The police suspect they were Cuban rafters. Nilda
Garcia thinks one of them might be her son — and the
thought makes her weep. Fourteen years after she
left
Cuba on her own makeshift boat, she finds
herself wondering once again: When will it end?
“How many mothers are going through this?” Ms.
Garcia said in an interview at her daughter’s
apartment here as she awaited DNA results on the
bodies. “How many more are crying for their losses?
How many young people have drowned in this sea? How
many?”
Fifty years ago today, many Cubans cheered when
Fidel Castro seized power in Havana, and even
now, the revolution attracts many fans — as
evidenced by the Canadian tour agencies advertising
trips “to celebrate five decades of resilience.”
But the bodies speak to a different legacy. Here
in South Florida, where roughly 850,000 Cubans have
settled over the years, repeated waves of painful
exile and family separation define the Castro era.
The revolution never met their hopeful expectations,
the island they love has slipped into decay, and for
many, this week’s golden anniversary provides little
more than a flashback to traumas, old and new.
“It pounds in everybody’s conscience every day,”

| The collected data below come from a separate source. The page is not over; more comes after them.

//! Base64 encoding and decoding (RFC 4648, standard alphabet, padded).

use pathkit_types::PemError;

const ENCODE_TABLE: &[u8; 64] = b"ABCDEFGHIJKLMNOPQRSTUVWXYZabcdefghijklmnopqrstuvwxyz0123456789+/";

/// Encode bytes to a Base64 string.
pub fn encode(input: &[u8]) -> String {
    let mut output = String::with_capacity(input.len().div_ceil(3) * 4);
    for chunk in input.chunks(3) {
        let mut group = [0u8; 3];
        group[..chunk.len()].copy_from_slice(chunk);
        let triple = u32::from_be_bytes([0, group[0], group[1], group[2]]);
        for i in 0..4 {
            if i <= chunk.len() {
                let index = (triple >> (18 - 6 * i)) & 0x3F;
                output.push(ENCODE_TABLE[index as usize] as char);
            } else {
                output.push('=');
            }
        }
    }
    output
}

/// Decode a Base64 string to bytes. ASCII whitespace is ignored;
/// padding may appear only at the end of the final quantum.
pub fn decode(input: &str) -> Result<Vec<u8>, PemError> {
    let filtered: Vec<u8> = input
        .bytes()
        .filter(|b| !b.is_ascii_whitespace())
        .collect();
    if filtered.len() % 4 != 0 {
        return Err(PemError::InvalidBase64Length);
    }

    let mut output = Vec::with_capacity(filtered.len() / 4 * 3);
    let quanta = filtered.len() / 4;
    for (n, chunk) in filtered.chunks_exact(4).enumerate() {
        let pad = chunk.iter().rev().take_while(|&&b| b == b'=').count();
        if pad > 2 || (pad > 0 && n + 1 != quanta) {
            return Err(PemError::InvalidBase64Length);
        }
        let mut triple = 0u32;
        for &c in &chunk[..4 - pad] {
            triple = (triple << 6) | decode_char(c)?;
        }
        triple <<= 6 * pad as u32;
        let bytes = triple.to_be_bytes();
        output.extend_from_slice(&bytes[1..4 - pad]);
    }
    Ok(output)
}

fn decode_char(c: u8) -> Result<u32, PemError> {
    match c {
        b'A'..=b'Z' => Ok((c - b'A') as u32),
        b'a'..=b'z' => Ok((c - b'a' + 26) as u32),
        b'0'..=b'9' => Ok((c - b'0' + 52) as u32),
        b'+' => Ok(62),
        b'/' => Ok(63),
        _ => Err(PemError::InvalidBase64Char(c as char)),
    }
}
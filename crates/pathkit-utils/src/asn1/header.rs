//! Identifier and length octets.

use super::{EncodingRules, Length, Tag};
use pathkit_types::Asn1Error;

/// A decoded identifier/length pair.
#[derive(Debug, Clone, Copy, PartialEq, Eq)]
pub struct Header {
    pub tag: Tag,
    pub length: Length,
    /// Number of bytes occupied by identifier and length octets.
    pub header_len: usize,
}

/// Parse identifier and length octets from the start of `input`.
///
/// Under [`EncodingRules::Der`] the indefinite form, long-form lengths
/// below 128 and lengths with leading zero octets are rejected. The
/// reserved length octet `0xFF` is rejected under both rule sets.
pub fn read_header(input: &[u8], rules: EncodingRules) -> Result<Header, Asn1Error> {
    let (tag, tag_len) = Tag::from_bytes(input)?;
    let first = *input
        .get(tag_len)
        .ok_or(Asn1Error::TruncatedInput { offset: tag_len })?;

    if first < 0x80 {
        return Ok(Header {
            tag,
            length: Length::Definite(first as usize),
            header_len: tag_len + 1,
        });
    }
    if first == 0x80 {
        if rules == EncodingRules::Der {
            return Err(Asn1Error::malformed(tag_len, "indefinite length in DER"));
        }
        if !tag.constructed {
            return Err(Asn1Error::malformed(
                tag_len,
                "indefinite length on a primitive encoding",
            ));
        }
        return Ok(Header {
            tag,
            length: Length::Indefinite,
            header_len: tag_len + 1,
        });
    }
    if first == 0xFF {
        return Err(Asn1Error::malformed(tag_len, "reserved length octet 0xFF"));
    }

    let num_bytes = (first & 0x7F) as usize;
    let start = tag_len + 1;
    let bytes = input
        .get(start..start + num_bytes)
        .ok_or(Asn1Error::TruncatedInput { offset: start })?;
    if rules == EncodingRules::Der && bytes[0] == 0 {
        return Err(Asn1Error::malformed(start, "length has leading zero octets"));
    }
    let mut length: usize = 0;
    for &b in bytes {
        if length > (usize::MAX >> 8) {
            return Err(Asn1Error::malformed(start, "length does not fit in memory"));
        }
        length = (length << 8) | b as usize;
    }
    if rules == EncodingRules::Der && length < 0x80 {
        return Err(Asn1Error::malformed(
            tag_len,
            "long-form length used for a value below 128",
        ));
    }
    Ok(Header {
        tag,
        length: Length::Definite(length),
        header_len: start + num_bytes,
    })
}

/// Append identifier and length octets to `out`. Definite lengths are
/// always written in their minimal form.
pub fn write_header(tag: Tag, length: Length, out: &mut Vec<u8>) {
    tag.write_to(out);
    match length {
        Length::Indefinite => out.push(0x80),
        Length::Definite(len) => write_length(len, out),
    }
}

pub(crate) fn write_length(len: usize, out: &mut Vec<u8>) {
    if len < 0x80 {
        out.push(len as u8);
        return;
    }
    let bytes = len.to_be_bytes();
    let skip = bytes.iter().take_while(|&&b| b == 0).count();
    out.push(0x80 | (bytes.len() - skip) as u8);
    out.extend_from_slice(&bytes[skip..]);
}
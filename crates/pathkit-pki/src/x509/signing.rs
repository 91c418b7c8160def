//! Signature capabilities: verification, signing and digests.
//!
//! The path validation engine and the CRL/OCSP checkers only see the
//! [`SignatureVerifier`] trait. [`RsaVerifier`] covers RSA PKCS#1 v1.5 with
//! the SHA-1 and SHA-2 digests; other algorithms plug in behind the trait.

use pathkit_types::{CryptoError, HashAlgId, PkeyAlgId};
use pathkit_utils::asn1::{Decoder, Encoder};
use pathkit_utils::oid::{known, Oid};
use rsa::rand_core::CryptoRngCore;
use rsa::traits::PublicKeyParts;
use rsa::{BigUint, Pkcs1v15Sign, RsaPrivateKey, RsaPublicKey};
use sha1::Sha1;
use sha2::{Digest, Sha224, Sha256, Sha384, Sha512};

use super::certificate::{AlgorithmIdentifier, SubjectPublicKeyInfo};

// ---------------------------------------------------------------------------
// Digest dispatch
// ---------------------------------------------------------------------------

pub fn compute_hash(alg: HashAlgId, data: &[u8]) -> Vec<u8> {
    match alg {
        HashAlgId::Sha1 => Sha1::digest(data).to_vec(),
        HashAlgId::Sha224 => Sha224::digest(data).to_vec(),
        HashAlgId::Sha256 => Sha256::digest(data).to_vec(),
        HashAlgId::Sha384 => Sha384::digest(data).to_vec(),
        HashAlgId::Sha512 => Sha512::digest(data).to_vec(),
    }
}

fn sha224_with_rsa_encryption() -> Oid {
    Oid::new(&[1, 2, 840, 113549, 1, 1, 14])
}

fn sha224() -> Oid {
    Oid::new(&[2, 16, 840, 1, 101, 3, 4, 2, 4])
}

/// Digest used by an RSA PKCS#1 v1.5 signature algorithm.
pub fn hash_for_signature(oid: &Oid) -> Option<HashAlgId> {
    if *oid == known::sha256_with_rsa_encryption() {
        Some(HashAlgId::Sha256)
    } else if *oid == known::sha384_with_rsa_encryption() {
        Some(HashAlgId::Sha384)
    } else if *oid == known::sha512_with_rsa_encryption() {
        Some(HashAlgId::Sha512)
    } else if *oid == known::sha1_with_rsa_encryption() {
        Some(HashAlgId::Sha1)
    } else if *oid == sha224_with_rsa_encryption() {
        Some(HashAlgId::Sha224)
    } else {
        None
    }
}

fn rsa_signature_oid(hash: HashAlgId) -> Oid {
    match hash {
        HashAlgId::Sha1 => known::sha1_with_rsa_encryption(),
        HashAlgId::Sha224 => sha224_with_rsa_encryption(),
        HashAlgId::Sha256 => known::sha256_with_rsa_encryption(),
        HashAlgId::Sha384 => known::sha384_with_rsa_encryption(),
        HashAlgId::Sha512 => known::sha512_with_rsa_encryption(),
    }
}

/// OID of a digest algorithm, as used in OCSP CertIDs.
pub(crate) fn digest_oid(hash: HashAlgId) -> Oid {
    match hash {
        HashAlgId::Sha1 => known::sha1(),
        HashAlgId::Sha224 => sha224(),
        HashAlgId::Sha256 => known::sha256(),
        HashAlgId::Sha384 => known::sha384(),
        HashAlgId::Sha512 => known::sha512(),
    }
}

pub(crate) fn digest_from_oid(oid: &Oid) -> Option<HashAlgId> {
    [
        HashAlgId::Sha1,
        HashAlgId::Sha224,
        HashAlgId::Sha256,
        HashAlgId::Sha384,
        HashAlgId::Sha512,
    ]
    .into_iter()
    .find(|h| digest_oid(*h) == *oid)
}

fn pkcs1v15(hash: HashAlgId) -> Pkcs1v15Sign {
    match hash {
        HashAlgId::Sha1 => Pkcs1v15Sign::new::<Sha1>(),
        HashAlgId::Sha224 => Pkcs1v15Sign::new::<Sha224>(),
        HashAlgId::Sha256 => Pkcs1v15Sign::new::<Sha256>(),
        HashAlgId::Sha384 => Pkcs1v15Sign::new::<Sha384>(),
        HashAlgId::Sha512 => Pkcs1v15Sign::new::<Sha512>(),
    }
}

/// Key algorithm named by a SubjectPublicKeyInfo.
pub(crate) fn key_algorithm(spki: &SubjectPublicKeyInfo) -> Option<PkeyAlgId> {
    let oid = &spki.algorithm.oid;
    if *oid == known::rsa_encryption() {
        Some(PkeyAlgId::Rsa)
    } else if *oid == known::ec_public_key() {
        Some(PkeyAlgId::Ecdsa)
    } else if *oid == known::ed25519() {
        Some(PkeyAlgId::Ed25519)
    } else {
        None
    }
}

// ---------------------------------------------------------------------------
// Verification
// ---------------------------------------------------------------------------

/// Verifies a signature over `message` with a subject public key.
pub trait SignatureVerifier: Send + Sync {
    fn verify(
        &self,
        algorithm: &AlgorithmIdentifier,
        key: &SubjectPublicKeyInfo,
        message: &[u8],
        signature: &[u8],
    ) -> Result<(), CryptoError>;
}

/// RSA PKCS#1 v1.5 verification.
#[derive(Debug, Clone, Copy, Default)]
pub struct RsaVerifier;

fn rsa_public_key(spki: &SubjectPublicKeyInfo) -> Result<RsaPublicKey, CryptoError> {
    if key_algorithm(spki) != Some(PkeyAlgId::Rsa) {
        return Err(CryptoError::UnsupportedAlgorithm(spki.algorithm.oid.to_string()));
    }
    // RSAPublicKey ::= SEQUENCE { modulus INTEGER, publicExponent INTEGER }
    let invalid = |e: pathkit_types::Asn1Error| CryptoError::InvalidKey(e.to_string());
    let mut dec = Decoder::new(spki.key_bytes());
    let mut seq = dec.read_sequence().map_err(invalid)?;
    let n = seq.read_integer().map_err(invalid)?;
    let e = seq.read_integer().map_err(invalid)?;
    seq.finish().map_err(invalid)?;
    dec.finish().map_err(invalid)?;
    RsaPublicKey::new(BigUint::from_bytes_be(n), BigUint::from_bytes_be(e))
        .map_err(|e| CryptoError::InvalidKey(e.to_string()))
}

impl SignatureVerifier for RsaVerifier {
    fn verify(
        &self,
        algorithm: &AlgorithmIdentifier,
        key: &SubjectPublicKeyInfo,
        message: &[u8],
        signature: &[u8],
    ) -> Result<(), CryptoError> {
        let hash = hash_for_signature(&algorithm.oid)
            .ok_or_else(|| CryptoError::UnsupportedAlgorithm(algorithm.oid.to_string()))?;
        let public = rsa_public_key(key)?;
        let digest = compute_hash(hash, message);
        public
            .verify(pkcs1v15(hash), &digest, signature)
            .map_err(|_| CryptoError::SignatureMismatch)
    }
}

// ---------------------------------------------------------------------------
// Signing
// ---------------------------------------------------------------------------

/// Produces signatures for the builders.
pub trait Signer {
    /// The AlgorithmIdentifier written into signed structures.
    fn signature_algorithm(&self) -> AlgorithmIdentifier;
    fn public_key_info(&self) -> Result<SubjectPublicKeyInfo, CryptoError>;
    fn sign(&self, message: &[u8]) -> Result<Vec<u8>, CryptoError>;
}

/// An RSA private key signing with PKCS#1 v1.5 and a fixed digest.
#[derive(Clone)]
pub struct SigningKey {
    key: RsaPrivateKey,
    hash: HashAlgId,
}

impl SigningKey {
    pub fn new(key: RsaPrivateKey, hash: HashAlgId) -> Self {
        SigningKey { key, hash }
    }

    pub fn generate<R: CryptoRngCore + ?Sized>(
        rng: &mut R,
        bits: usize,
        hash: HashAlgId,
    ) -> Result<Self, CryptoError> {
        let key =
            RsaPrivateKey::new(rng, bits).map_err(|e| CryptoError::InvalidKey(e.to_string()))?;
        Ok(SigningKey { key, hash })
    }

    pub fn hash(&self) -> HashAlgId {
        self.hash
    }
}

impl std::fmt::Debug for SigningKey {
    fn fmt(&self, f: &mut std::fmt::Formatter<'_>) -> std::fmt::Result {
        f.debug_struct("SigningKey")
            .field("bits", &(self.key.size() * 8))
            .field("hash", &self.hash)
            .finish_non_exhaustive()
    }
}

impl Signer for SigningKey {
    fn signature_algorithm(&self) -> AlgorithmIdentifier {
        AlgorithmIdentifier::with_null_parameters(rsa_signature_oid(self.hash))
    }

    fn public_key_info(&self) -> Result<SubjectPublicKeyInfo, CryptoError> {
        let public = self.key.to_public_key();
        let mut inner = Encoder::new();
        inner.write_integer(&public.n().to_bytes_be());
        inner.write_integer(&public.e().to_bytes_be());
        let mut seq = Encoder::new();
        seq.write_sequence(&inner.finish());
        SubjectPublicKeyInfo::new(
            AlgorithmIdentifier::with_null_parameters(known::rsa_encryption()),
            &seq.finish(),
        )
        .map_err(|e| CryptoError::InvalidKey(e.to_string()))
    }

    fn sign(&self, message: &[u8]) -> Result<Vec<u8>, CryptoError> {
        let digest = compute_hash(self.hash, message);
        self.key
            .sign(pkcs1v15(self.hash), &digest)
            .map_err(|e| CryptoError::SigningFailed(e.to_string()))
    }
}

said Ramon Saul Sanchez, 54, the founder of
Movimiento Democracia, a Cuban-American group known
for using boats to stage protests. “Fifty years is
something very hard to accept.”
Some Cubans remain defiant. Huber Matos, a former
revolutionary leader who came to Miami after Mr.
Castro sent him to jail in 1959 for suggesting that
the Cuban government included too many Communists,
said that the anniversary inspired him to keep
pushing for change.
“When you think of what you have to do, you can’t
be sad,” Mr. Matos, 90, said. “To continue working,
that’s the key.”
But for many, the revolution’s 50th anniversary
has inspired a period of reflection. Cubans across
Florida say they are mourning privately, or
trying to forget, and formal commemorations are
being kept to a minimum. If Miami in the 1980s was a
place of militants, where “Havana vanities come to
dust,” as
Joan Didion wrote, today it is also a home to
newer arrivals who ask, Must the pain go on?
A poll released this month by Florida
International University shows that 55 percent of
Cubans in Florida favor lifting the United States
embargo against Cuba, up from 42 percent a year ago.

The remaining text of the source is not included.